Ms Parly, on a visit to India, also said that France is fully committed to supporting the 'Make in India' initiative and further integrating the Indian manufacturers into its global supply chains.

The French Defence Minister made the comments at an interactive session organised by Ananta Centre on India-France cooperation.

"I am very happy that the Indian Air Force is satisfied with its Rafale and we are very proud that despite COVID, the 36 aircraft will be delivered on time according to the contract, it is a real achievement," she said in response to a question.

"Using the same aircraft is a real asset and strength. I am sure that there is room for new developments. We are ready to answer any additional needs of request that could be made by India," she said.

The French embassy on Thursday said a total of 33 Rafale jets have already been delivered to India as per schedule despite the COVID-19 pandemic.

India had signed an inter-governmental agreement with France in September 2016 for the procurement of 36 Rafale fighter jets at a cost of around ₹ 59,000 crore.

The first batch of five Rafale jets, manufactured by French aerospace major Dassault Aviation, arrived in India on July 29 last year.

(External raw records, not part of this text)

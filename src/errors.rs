use thiserror::Error;

#[derive(Error, Debug)]
pub enum CatalogError {
    #[error("Network error: {0}")]
    Network(#[from] reqwest::Error),
    #[error("HTTP error: {0}")]
    Http(String),
    #[error("Decode error: {0}")]
    Decode(#[from] serde_json::Error),
    #[error("Config error: {0}")]
    Config(String),
}

pub type Result<T> = std::result::Result<T, CatalogError>;
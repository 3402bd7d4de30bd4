use crate::config::CatalogConfig;
use crate::errors::{CatalogError, Result};
use crate::models::{self, GameDetail, GameSummary};

#[derive(Clone)]
pub struct ApiClient {
    client: reqwest::Client,
    config: CatalogConfig,
}

impl ApiClient {
    pub fn new(config: CatalogConfig) -> Result<Self> {
        let client = reqwest::Client::builder()
            .timeout(config.request_timeout)
            .connect_timeout(config.connect_timeout)
            .build()
            .map_err(CatalogError::Network)?;
        Ok(Self { client, config })
    }

    pub fn config(&self) -> &CatalogConfig {
        &self.config
    }

    /// List URL: fixed score/platform filters plus an optional search term.
    /// The term is percent-encoded; a blank term adds no search parameter.
    pub fn list_url(&self, search: Option<&str>) -> String {
        let mut url = format!(
            "{}/games?key={}&metacritic={},{}&platforms={}&search_exact=true",
            self.config.base_url.trim_end_matches('/'),
            self.config.api_key,
            self.config.min_score,
            self.config.max_score,
            self.config.platform
        );
        if let Some(term) = search {
            let term = term.trim();
            if !term.is_empty() {
                url.push_str("&search=");
                url.push_str(&urlencoding::encode(term));
            }
        }
        url
    }

    pub fn detail_url(&self, id: i64) -> String {
        format!(
            "{}/games/{}?key={}",
            self.config.base_url.trim_end_matches('/'),
            id,
            self.config.api_key
        )
    }

    pub async fn fetch_list(&self, search: Option<&str>) -> Result<Vec<GameSummary>> {
        let response = self.client.get(self.list_url(search)).send().await?;
        if !response.status().is_success() {
            let status = response.status();
            let text = response.text().await.unwrap_or_default();
            return Err(CatalogError::Http(format!(
                "HTTP {}: {}",
                status.as_u16(),
                text
            )));
        }
        let bytes = response.bytes().await?;
        models::decode_list(&bytes)
    }

    pub async fn fetch_detail(&self, id: i64) -> Result<GameDetail> {
        let response = self.client.get(self.detail_url(id)).send().await?;
        if !response.status().is_success() {
            let status = response.status();
            let text = response.text().await.unwrap_or_default();
            return Err(CatalogError::Http(format!(
                "HTTP {}: {}",
                status.as_u16(),
                text
            )));
        }
        let bytes = response.bytes().await?;
        models::decode_detail(&bytes)
    }
}

#[cfg(test)]
mod tests {
    use super::*;

    fn client() -> ApiClient {
        let config = CatalogConfig::new("test-key").expect("config");
        ApiClient::new(config).expect("client")
    }

    #[test]
    fn list_url_carries_key_and_filters() {
        let url = client().list_url(None);
        assert!(url.starts_with("https://api.rawg.io/api/games?key=test-key"));
        assert!(url.contains("metacritic=75,100"));
        assert!(url.contains("platforms=4"));
        assert!(url.contains("search_exact=true"));
        assert!(!url.contains("search="), "no search param without a term: {url}");
    }

    #[test]
    fn search_term_is_percent_encoded() {
        let url = client().list_url(Some("zelda: breath & wild"));
        assert!(url.contains("&search=zelda%3A%20breath%20%26%20wild"));
        assert!(!url.contains(' '));
    }

    #[test]
    fn blank_search_term_is_omitted() {
        let url = client().list_url(Some("   "));
        assert!(!url.contains("search="));
    }

    #[test]
    fn detail_url_uses_id_path_segment() {
        let url = client().detail_url(3498);
        assert_eq!(url, "https://api.rawg.io/api/games/3498?key=test-key");
    }
}
//! Expired refresh token sweep configuration

use serde::{Deserialize, Serialize};

/// Schedule for the expired refresh token sweep
#[derive(Debug, Clone, Deserialize, Serialize)]
#[serde(default)]
pub struct CleanupConfig {
    /// Whether the periodic sweep runs at all
    pub enabled: bool,

    /// Seconds between two sweeps
    pub interval_seconds: u64,
}

impl Default for CleanupConfig {
    fn default() -> Self {
        Self {
            enabled: true,
            interval_seconds: 3600,
        }
    }
}
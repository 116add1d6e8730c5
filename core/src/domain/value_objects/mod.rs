//! Value objects representing immutable domain concepts.

pub mod auth_result;
pub mod client_context;
pub mod session;

// Re-export commonly used types
pub use auth_result::{AuthResult, UserView};
pub use client_context::{ClientContext, MAX_DEVICE_INFO_LENGTH, MAX_IP_ADDRESS_LENGTH};
pub use session::SessionInfo;
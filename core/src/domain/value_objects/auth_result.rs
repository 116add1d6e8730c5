//! Authentication result value object returned by login, register and refresh.

use serde::{Deserialize, Serialize};
use uuid::Uuid;

use crate::domain::entities::{TokenPair, User};

/// Public projection of a user, safe to hand to clients
#[derive(Debug, Clone, Serialize, Deserialize, PartialEq, Eq)]
pub struct UserView {
    pub id: Uuid,
    pub email: String,
    pub full_name: String,
    pub roles: Vec<String>,
}

impl From<&User> for UserView {
    fn from(user: &User) -> Self {
        Self {
            id: user.id,
            email: user.email.clone(),
            full_name: user.full_name.clone(),
            roles: user.role_names().into_iter().collect(),
        }
    }
}

/// Authentication response containing tokens and user metadata
#[derive(Debug, Clone, Serialize, Deserialize, PartialEq, Eq)]
pub struct AuthResult {
    /// JWT access token for API authentication
    pub access_token: String,

    /// Opaque refresh secret for obtaining a new pair
    pub refresh_token: String,

    /// Access token expiration time in seconds
    pub expires_in: i64,

    /// Refresh token expiration time in seconds
    pub refresh_expires_in: i64,

    /// The authenticated user
    pub user: UserView,
}

impl AuthResult {
    /// Creates an authentication result from a token pair and the user it was issued to
    pub fn from_token_pair(pair: TokenPair, user: &User) -> Self {
        Self {
            access_token: pair.access_token,
            refresh_token: pair.refresh_token,
            expires_in: pair.access_expires_in,
            refresh_expires_in: pair.refresh_expires_in,
            user: UserView::from(user),
        }
    }
}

The French minister also referred to India's planned induction of a second aircraft carrier and indicated that France will be interested to supply the carrier-based jets.

"We know that the aircraft carrier will soon be (there)...that aircraft are needed. We are open and ready to provide any other Rafale if this is India's decision," she said.

India's first home-made aircraft carrier (IAC) Vikrant is scheduled to be inducted into the Indian Navy by August next year.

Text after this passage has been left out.